In a letter in today's (Wednesday) Irish News, Fr Troy credits two unnamed commissioners with supporting the schoolgirls on an almost daily basis as they made their way to school through the loyalist picket of 2001.
But while he praises the pair for displaying "the standard of dedication that society is entitled to expect from its human rights commission", he adds: "This standard is now open to question with the revelation of the communication between the [human rights commission] and the chief constable."
Last week the Northern Ireland Human Rights Commission (NIHRC) chief commissioner, Brice Dickson, spoke of how the organisation was split over its decision to help a Holy Cross parent launch a legal challenge to the policing of the protest.
It has emerged that despite deciding to finance the parent's case, which was sparked by claims that police did not do enough to protect the children, Professor Dickson wrote to the then chief constable Sir Ronnie Flanagan revealing that the commission was divided.
Documents supplied to a parliamentary committee revealed that Prof Dickson wrote: "I myself am strongly of the view that the policing of the protest at the Holy Cross school has not been in breach of the Human Rights Act."
Sir Ronnie wrote back informing Prof Dickson that police lawyers were "anxious" to disclose his letter to the court.
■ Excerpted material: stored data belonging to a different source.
impl Session {
    /// Parse `conn_str` and open a session.
    pub async fn connect(connector: Arc<dyn Connector>, conn_str: &str) -> Result<Self> {
        let credentials = Credentials::from_connection_string(conn_str)?;
        Self::open(connector, credentials).await
    }

    /// Open a session with its own parameter cache.
    pub async fn open(connector: Arc<dyn Connector>, credentials: Credentials) -> Result<Self> {
        Self::open_with_cache(connector, Arc::new(credentials), Arc::new(ParamCache::new())).await
    }

    /// Open a session that shares `param_cache` with other sessions.
    pub async fn open_with_cache(
        connector: Arc<dyn Connector>,
        credentials: Arc<Credentials>,
        param_cache: Arc<ParamCache>,
    ) -> Result<Self> {
        let mut session = Self {
            connector,
            transport: None,
            diagnostics: Arc::new(Diagnostics::new()),
            credentials,
            param_cache,
            encode_options: EncodeOptions::default(),
            state: SessionState::Disconnected,
        };
        session.reconnect().await?;
        Ok(session)
    }

    /// Credentials in use. After a mirror failover the host and mirror host
    /// are exchanged.
    #[must_use]
    pub fn credentials(&self) -> &Arc<Credentials> {
        &self.credentials
    }

    /// The parameter cache this session uses.
    #[must_use]
    pub fn param_cache(&self) -> &Arc<ParamCache> {
        &self.param_cache
    }

    /// Lifecycle state.
    #[must_use]
    pub fn state(&self) -> SessionState {
        self.state
    }

    /// Identity of the current transport handle.
    #[must_use]
    pub fn handle_id(&self) -> Option<HandleId> {
        self.transport.as_ref().map(|t| t.handle_id())
    }

    /// Options used to encode procedure parameters on this connection.
    #[must_use]
    pub fn encode_options(&self) -> EncodeOptions {
        self.encode_options
    }

    /// Diagnostics collected since the last request started.
    #[must_use]
    pub fn diagnostics(&self) -> &Diagnostics {
        &self.diagnostics
    }

    /// Close the current handle and open a new one.
    ///
    /// Makes up to two attempts. Before each, if the collected messages say
    /// the server is a mirror, host and mirror host are exchanged.
    pub async fn reconnect(&mut self) -> Result<()> {
        let mut last_error = None;
        for attempt in 1..=CONNECT_ATTEMPTS {
            if self.diagnostics.is_mirror_message() {
                self.switch_mirror();
            }
            match self.connect_once().await {
                Ok(()) => return Ok(()),
                Err(err) => {
                    tracing::warn!(
                        attempt = attempt,
                        host = %self.credentials.host,
                        error = %err,
                        "connect attempt failed"
                    );
                    last_error = Some(err);
                }
            }
        }
        Err(last_error.unwrap_or(Error::DeadConnection))
    }

    fn switch_mirror(&mut self) {
        if !self.credentials.mirror_defined() {
            return;
        }
        let swapped = self.credentials.swapped_mirror();
        tracing::info!(
            from = %self.credentials.host,
            to = %swapped.host,
            "server is acting as a mirror, switching hosts"
        );
        self.credentials = Arc::new(swapped);
    }

    async fn connect_once(&mut self) -> Result<()> {
        self.close_handle();
        self.diagnostics.clear();
        self.state = SessionState::Connecting;

        let params = self.credentials.login_params();
        let span = instrumentation::connect_span(&self.credentials);
        let login = tokio::time::timeout(params.login_timeout, self.connector.login(&params))
            .instrument(span)
            .await;

        let transport = match login {
            Ok(Ok(transport)) => transport,
            Ok(Err(err)) => {
                self.state = SessionState::Disconnected;
                tracing::debug!(error = %err, "login refused");
                return Err(Error::Connection {
                    host: self.credentials.host.clone(),
                    detail: format!("dbopen error\n{}", diagnostics::last_detail()),
                });
            }
            Err(_) => {
                self.state = SessionState::Disconnected;
                return Err(Error::Connection {
                    host: self.credentials.host.clone(),
                    detail: format!("login timed out after {:?}", params.login_timeout),
                });
            }
        };

        let banner = self.connector.library_version();
        let wide = LibraryVersion::parse(&banner).is_some_and(LibraryVersion::sizes_wide_params);
        self.encode_options = if wide {
            EncodeOptions::default()
        } else {
            EncodeOptions::legacy()
        };

        let handle = transport.handle_id();
        let weak = Arc::downgrade(&self.diagnostics);
        let sink: Weak<dyn DiagnosticSink> = weak;
        callbacks::register(handle, sink);
        self.transport = Some(transport);

        if let Err(err) = self.set_defaults().await {
            let detail = match &err {
                Error::Server { .. } => self.diagnostics.detail(),
                other => other.to_string(),
            };
            self.close_handle();
            self.state = SessionState::Disconnected;
            return Err(Error::Connection {
                host: self.credentials.host.clone(),
                detail,
            });
        }

        self.state = SessionState::Connected;
        tracing::info!(
            host = %self.credentials.host,
            database = ?self.credentials.database,
            handle = %handle,
            library = %banner,
            legacy_wide_padding = self.encode_options.legacy_wide_padding,
            "session connected"
        );
        Ok(())
    }

    async fn set_defaults(&mut self) -> Result<()> {
        let compatibility = self.credentials.compatibility.clone();
        if !compatibility.is_sybase() {
            self.exec_once(DEFAULT_SETTINGS).await?;
        }
        if let Some(seconds) = self.credentials.lock_timeout.filter(|s| *s > 0) {
            let sql = if compatibility == Compatibility::Sybase12_5 {
                format!("set lock wait {seconds}")
            } else {
                format!("set lock_timeout {seconds}")
            };
            self.exec_once(&sql).await?;
        }
        Ok(())
    }

    fn close_handle(&mut self) {
        if let Some(mut transport) = self.transport.take() {
            let handle = transport.handle_id();
            callbacks::unregister(handle);
            transport.close();
            tracing::debug!(handle = %handle, "session handle closed");
        }
    }

    pub(crate) fn transport_mut(&mut self) -> Result<&mut (dyn Transport + 'static)> {
        self.transport.as_deref_mut().ok_or(Error::DeadConnection)
    }

    /// Run a batch and return all of its result sets.
    ///
    /// If the batch fails because the handle died or the server turned out
    /// to be a mirror, the session reconnects and runs it once more.
    pub async fn exec(&mut self, sql: &str) -> Result<Vec<ResultSet>> {
        let span = instrumentation::query_span(&self.credentials, sql);
        async {
            match self.exec_once(sql).await {
                Ok(results) => Ok(results),
                Err(err) => self.retry(err, sql).await,
            }
        }
        .instrument(span)
        .await
    }

    async fn retry(&mut self, err: Error, sql: &str) -> Result<Vec<ResultSet>> {
        if !self.is_dead() && !self.is_mirror_slave().await {
            return Err(err);
        }
        tracing::warn!(error = %err, "request failed on a lost session, reconnecting");
        self.reconnect().await?;
        match self.exec_once(sql).await {
            Ok(results) => Ok(results),
            Err(retry_err) => Err(self.classify(retry_err)),
        }
    }

    pub(crate) fn classify(&self, err: Error) -> Error {
        if self.is_dead() {
            Error::DeadConnection
        } else if self.diagnostics.is_mirror_message() {
            Error::MirrorRedirect {
                message: self.diagnostics.message_text(),
            }
        } else {
            err
        }
    }

    /// Run a batch once, without reconnecting.
    pub(crate) async fn exec_once(&mut self, sql: &str) -> Result<Vec<ResultSet>> {
        let diagnostics = &self.diagnostics;
        let Some(transport) = self.transport.as_deref_mut() else {
            return Err(Error::DeadConnection);
        };
        diagnostics.clear();

        let outcome = run_batch(transport, diagnostics, sql).await;
        if outcome.is_err() && transport.is_dead() {
            self.state = SessionState::Dead;
        }
        outcome
    }

    /// Whether the handle is missing or dead.
    #[must_use]
    pub fn is_dead(&self) -> bool {
        self.transport.as_ref().is_none_or(|t| t.is_dead())
    }

    /// Mirroring state of the configured database.
    ///
    /// Without a configured mirror this is all `false` and nothing is sent.
    pub async fn mirror_status(&mut self) -> Result<MirrorStatus> {
        if !self.credentials.mirror_defined() {
            return Ok(MirrorStatus::default());
        }
        let database = self
            .credentials
            .database
            .as_deref()
            .unwrap_or_default()
            .replace('\'', "''");
        let sql = format!(
            "
    select
        case when mirroring_guid is not null then 1 else 0 end mirroring_active,
        case when mirroring_role = 2 then 0 else 1 end is_master,
        mirroring_state, mirroring_state_desc, mirroring_role, mirroring_role_desc,
        database_id,
        db_name(database_id) database_name
    from sys.database_mirroring
    where db_name(database_id) = '{database}'
"
        );
        let mut results = self.exec_once(&sql).await?;
        let mut status = MirrorStatus {
            defined: true,
            ..MirrorStatus::default()
        };
        if let Some(rs) = results.first_mut() {
            if rs.next() {
                rs.scan(&mut [&mut status.active, &mut status.is_master])?;
            }
        }
        Ok(status)
    }

    /// Whether requests must go to the mirror partner instead.
    ///
    /// True after a mirror redirect message. Otherwise the mirroring state
    /// is queried; a failed query counts as "not a slave".
    pub async fn is_mirror_slave(&mut self) -> bool {
        if self.diagnostics.is_mirror_message() {
            return true;
        }
        match self.mirror_status().await {
            Ok(status) => status.defined && status.active && !status.is_master,
            Err(err) => {
                tracing::debug!(error = %err, "mirror status query failed");
                false
            }
        }
    }

    /// `begin transaction`.
    pub async fn begin(&mut self) -> Result<()> {
        self.exec("begin transaction").await.map(drop)
    }

    /// `commit transaction`.
    pub async fn commit(&mut self) -> Result<()> {
        self.exec("commit transaction").await.map(drop)
    }

    /// Roll back the open transaction, if there is one.
    pub async fn rollback(&mut self) -> Result<()> {
        self.exec("if @@trancount > 0 rollback transaction").await.map(drop)
    }

    /// First column of the first row of the first result set.
    pub async fn select_value(&mut self, sql: &str) -> Result<SqlValue> {
        let results = self.exec(sql).await?;
        results
            .first()
            .and_then(|rs| rs.value(0, 0))
            .cloned()
            .ok_or(Error::NoRows)
    }

    /// Switch to the configured database. Does nothing without one.
    pub async fn db_use(&mut self) -> Result<()> {
        let Some(database) = self.credentials.database.clone() else {
            return Ok(());
        };
        let diagnostics = Arc::clone(&self.diagnostics);
        self.transport_mut()?
            .use_database(&database)
            .await
            .map_err(|_| diagnostics.server_error(format!("unable to use database {database}")))
    }

    /// Whether `select 1` answers 1.
    pub async fn is_live(&mut self) -> bool {
        match self.exec_once("select 1").await {
            Ok(results) => results
                .first()
                .and_then(|rs| rs.value(0, 0))
                .and_then(SqlValue::as_i64)
                == Some(1),
            Err(_) => false,
        }
    }

    /// Number of messages with this number collected for the last request.
    #[must_use]
    pub fn has_message_number(&self, number: i32) -> usize {
        self.diagnostics.message_count(number)
    }

    /// Library errors collected for the last request.
    #[must_use]
    pub fn error_text(&self) -> String {
        self.diagnostics.error_text()
    }

    /// Server messages collected for the last request.
    #[must_use]
    pub fn message_text(&self) -> String {
        self.diagnostics.message_text()
    }

    /// Close the handle. The next request reconnects.
    pub fn close(&mut self) {
        self.close_handle();
        self.state = SessionState::Disconnected;
    }
}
The chief constable also asked that the commission drop the case.
Publicly available minutes from a commission meeting held two weeks later suggest that Prof Dickson proposed dropping the case, though the commission ultimately continued to fund the parent's challenge.
Madden and Finucane, solicitors representing the Holy Cross parent, have characterised the episode as "a breach of trust".
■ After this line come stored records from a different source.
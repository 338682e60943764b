//! Statements with `?` placeholders, run through `sp_executesql`.
//!
//! ```text
//! select * from authors where au_lname = ? and contract = ?
//! ```
//!
//! becomes
//!
//! ```text
//! exec sp_executesql N'select * from authors where au_lname = @p1 and contract = @p2;
//!    select cast(coalesce(scope_identity(), -1) as bigint) last_insert_id,
//!           cast(@@rowcount as bigint) rows_affected
//! ', N'@p1 nvarchar (5), @p2 bit', @p1=N'White', @p2=1
//! ```
//!
//! The trailing select is the status row; [`StatusRow::from_results`] reads it
//! back.

use std::fmt::Write as _;

use mssql_types::{SqlValue, ToSql, TypeError};
use tracing::Instrument;

use crate::error::{Error, Result};
use crate::instrumentation;
use crate::result::ResultSet;
use crate::session::Session;

const STATUS_ROW: &str = ";
   select cast(coalesce(scope_identity(), -1) as bigint) last_insert_id,
          cast(@@rowcount as bigint) rows_affected
";

/// Identity and row count reported by the status row of an
/// [`execute_sql`](Session::execute_sql) call.
#[derive(Debug, Clone, Copy, Default, PartialEq, Eq)]
pub struct StatusRow {
    /// Identity generated by the statement, if any.
    pub last_insert_id: Option<i64>,
    /// Rows affected by the statement, if reported.
    pub rows_affected: Option<i64>,
}

impl StatusRow {
    /// Read the status row from the last result set.
    #[must_use]
    pub fn from_results(results: &[ResultSet]) -> Self {
        let Some(last) = results.last() else {
            return Self::default();
        };
        let value = |column: &str| {
            let index = last.find_column(column).ok()?;
            match last.value(0, index)? {
                SqlValue::BigInt(v) if *v != -1 => Some(*v),
                _ => None,
            }
        };
        Self {
            last_insert_id: value("last_insert_id"),
            rows_affected: value("rows_affected"),
        }
    }
}

/// Replace each `?` with `@p1`, `@p2`, ... and double single quotes.
///
/// Returns the statement and the number of placeholders.
#[must_use]
pub fn rewrite_placeholders(query: &str) -> (String, usize) {
    let mut statement = String::with_capacity(query.len() + 8);
    let mut count = 0;
    for (i, part) in query.split('?').enumerate() {
        if i > 0 {
            count += 1;
            let _ = write!(statement, "@p{count}");
        }
        statement.push_str(part);
    }
    (quote(&statement), count)
}

fn quote(s: &str) -> String {
    s.replace('\'', "''")
}

/// Literal for a floating point argument. Values outside a plain decimal's
/// comfortable range use exponent notation, since the server caps decimal
/// literals at 38 digits.
fn float_literal(target: &'static str, v: f64, plain: String, scientific: String) -> Result<String> {
    if !v.is_finite() {
        return Err(TypeError::OutOfRange {
            target,
            value: plain,
        }
        .into());
    }
    if v != 0.0 && !(1e-6..1e15).contains(&v.abs()) {
        Ok(scientific)
    } else {
        Ok(plain)
    }
}

/// Declaration and literal for one argument.
fn declare(value: &SqlValue) -> Result<(String, String)> {
    Ok(match value {
        SqlValue::TinyInt(v) => ("tinyint".into(), v.to_string()),
        SqlValue::SmallInt(v) => ("smallint".into(), v.to_string()),
        SqlValue::Int(v) => ("int".into(), v.to_string()),
        SqlValue::BigInt(v) => ("bigint".into(), v.to_string()),
        SqlValue::Real(v) => (
            "real".into(),
            float_literal("real", f64::from(*v), v.to_string(), format!("{v:e}"))?,
        ),
        SqlValue::Float(v) => (
            "float".into(),
            float_literal("float", *v, v.to_string(), format!("{v:e}"))?,
        ),
        SqlValue::Bool(v) => ("bit".into(), u8::from(*v).to_string()),
        SqlValue::Binary(b) => {
            let mut hex = String::with_capacity(2 + b.len() * 2);
            hex.push_str("0x");
            for byte in b.iter() {
                let _ = write!(hex, "{byte:02x}");
            }
            (format!("varbinary ({})", b.len().max(1)), hex)
        }
        SqlValue::DateTime(dt) => {
            let text = dt.format("%Y-%m-%dT%H:%M:%S%.3f").to_string();
            (format!("nvarchar ({})", text.len()), format!("N'{text}'"))
        }
        SqlValue::Null => ("nvarchar (1)".into(), "NULL".into()),
        SqlValue::String(s) => (
            format!("nvarchar ({})", s.chars().count().max(1)),
            format!("N'{}'", quote(s)),
        ),
    })
}

/// Build the `sp_executesql` batch for `query` with `args`.
pub fn render(query: &str, args: &[SqlValue]) -> Result<String> {
    let (mut statement, expected) = rewrite_placeholders(query);
    if expected != args.len() {
        return Err(Error::ParameterCount {
            expected,
            actual: args.len(),
        });
    }
    statement.push_str(STATUS_ROW);
    if args.is_empty() {
        return Ok(format!("exec sp_executesql N'{statement}'"));
    }

    let mut definitions = Vec::with_capacity(args.len());
    let mut values = Vec::with_capacity(args.len());
    for (i, arg) in args.iter().enumerate() {
        let (sql_type, literal) = declare(arg)?;
        definitions.push(format!("@p{} {sql_type}", i + 1));
        values.push(format!("@p{}={literal}", i + 1));
    }
    Ok(format!(
        "exec sp_executesql N'{statement}', N'{}', {}",
        definitions.join(", "),
        values.join(", ")
    ))
}

impl Session {
    /// Run `query` with `?` placeholders bound to `params`.
    ///
    /// The last result set is the status row; see [`StatusRow`].
    ///
    /// ```rust,ignore
    /// let results = session
    ///     .execute_sql("update authors set contract = ? where au_id = ?", &[&true, &"172-32-1176"])
    ///     .await?;
    /// let status = StatusRow::from_results(&results);
    /// ```
    pub async fn execute_sql(
        &mut self,
        query: &str,
        params: &[&(dyn ToSql + Sync)],
    ) -> Result<Vec<ResultSet>> {
        let args = params
            .iter()
            .map(|p| p.to_sql())
            .collect::<std::result::Result<Vec<_>, TypeError>>()?;
        let sql = render(query, &args)?;
        let span = instrumentation::execute_span(&self.credentials, query);
        self.exec(&sql).instrument(span).await
    }
}

#[cfg(test)]
#[allow(clippy::unwrap_used)]
mod tests {
    use mssql_types::WireType;
    use proptest::prelude::*;

    use super::*;
    use crate::result::Column;

    #[test]
    fn test_placeholders_are_numbered() {
        let (statement, count) = rewrite_placeholders("select * from t where a = ? and b = ?");
        assert_eq!(statement, "select * from t where a = @p1 and b = @p2");
        assert_eq!(count, 2);
        assert_eq!(rewrite_placeholders("select 'it''s'"), ("select ''it''''s''".into(), 0));
    }

    #[test]
    fn test_argument_count_must_match() {
        assert!(matches!(
            render("select ?", &[]),
            Err(Error::ParameterCount {
                expected: 1,
                actual: 0
            })
        ));
        assert!(matches!(
            render("select 1", &[SqlValue::Int(1)]),
            Err(Error::ParameterCount {
                expected: 0,
                actual: 1
            })
        ));
    }

    #[test]
    fn test_render_without_arguments() {
        let sql = render("select 1", &[]).unwrap();
        assert!(sql.starts_with("exec sp_executesql N'select 1;"));
        assert!(sql.contains("as bigint) rows_affected"));
        assert!(sql.ends_with("'"));
    }

    #[test]
    fn test_render_declares_each_argument() {
        let sql = render(
            "select * from authors where au_lname = ? and contract = ? and id > ?",
            &[
                SqlValue::String("O'Leary".into()),
                SqlValue::Bool(true),
                SqlValue::TinyInt(7),
            ],
        )
        .unwrap();
        assert!(sql.contains("N'@p1 nvarchar (7), @p2 bit, @p3 tinyint'"));
        assert!(sql.ends_with("@p1=N'O''Leary', @p2=1, @p3=7"));
    }

    #[test]
    fn test_declare_binary_and_numbers() {
        assert_eq!(
            declare(&SqlValue::Binary(vec![0xde, 0xad].into())).unwrap(),
            ("varbinary (2)".into(), "0xdead".into())
        );
        assert_eq!(declare(&SqlValue::BigInt(-5)).unwrap(), ("bigint".into(), "-5".into()));
        assert_eq!(declare(&SqlValue::String(String::new())).unwrap().0, "nvarchar (1)");
    }

    #[test]
    fn test_float_literals_stay_valid() {
        assert_eq!(declare(&SqlValue::Float(2.5)).unwrap(), ("float".into(), "2.5".into()));
        assert_eq!(declare(&SqlValue::Float(0.0)).unwrap().1, "0");
        assert_eq!(declare(&SqlValue::Float(1e300)).unwrap().1, "1e300");
        assert_eq!(declare(&SqlValue::Float(-2.5e-9)).unwrap().1, "-2.5e-9");
        assert_eq!(declare(&SqlValue::Real(0.5)).unwrap(), ("real".into(), "0.5".into()));

        for v in [f64::NAN, f64::INFINITY, f64::NEG_INFINITY] {
            assert!(matches!(
                declare(&SqlValue::Float(v)),
                Err(Error::Type(TypeError::OutOfRange { target: "float", .. }))
            ));
        }
        assert!(matches!(
            render("select ?", &[SqlValue::Real(f32::NAN)]),
            Err(Error::Type(TypeError::OutOfRange { target: "real", .. }))
        ));
    }

    #[test]
    fn test_status_row() {
        let mut status = ResultSet::new(vec![
            Column::new("last_insert_id", 8, WireType::BigInt),
            Column::new("rows_affected", 8, WireType::BigInt),
        ]);
        status.push_row(vec![SqlValue::BigInt(-1), SqlValue::BigInt(3)]);
        let row = StatusRow::from_results(&[ResultSet::default(), status]);
        assert_eq!(row.last_insert_id, None);
        assert_eq!(row.rows_affected, Some(3));
        assert_eq!(StatusRow::from_results(&[]), StatusRow::default());
    }

    proptest! {
        #[test]
        fn placeholder_count_matches_question_marks(query in "[a-z ?'=,]{0,64}") {
            let (statement, count) = rewrite_placeholders(&query);
            prop_assert_eq!(count, query.matches('?').count());
            prop_assert!(!statement.contains('?'));
            prop_assert_eq!(statement.matches('\'').count(), query.matches('\'').count() * 2);
        }
    }
}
In an Irish News interview Prof Dickson denied that he was unduly influenced by the chief constable, but conceded that if the same circumstances arose again: "I might judge the situation differently and not send such a letter."
SDLP leader Mark Durkan claimed that the incident undermined confidence in Prof Dickson's position, and he called for "frank answers".
Mr Durkan, and Sinn Féin's Martin McGuinness, are to hold separate meetings with Prof Dickson today.
Prof Dickson has said the entire commission believed that the protest represented a breach of the human rights of the Holy Cross girls, but that the group was divided on whether the police handled the protest properly.
Writing in his capacity as chairman of the board of governors of Holy Cross Girls Primary School, Fr Troy today comments for the first time on the affair.
He notes that Prof Dickson and two other commissioners visited the scene of the protest at its height.
But he reserves particular praise for two further unnamed commissioners, who he says attended the protest "on an almost daily basis" regularly accompanying the children and their parents to school.
"At all times these commissioners conducted themselves with integrity and objectivity and remained detached from the situation as much as anyone could," he says.
"They neither sought publicity nor recognition for their attendance but displayed courage and dedication in the face of death threats and torrents of abuse for which they earned the respect and gratitude of those who were aware of their presence."
He writes that the unnamed pair displayed "the standard of dedication" expected of the Human Rights Commission, adding: "This standard is now open to question with the revelation of the communication between the NIHRC and the chief constable after the commission's decision to support the Holy Cross parent's case."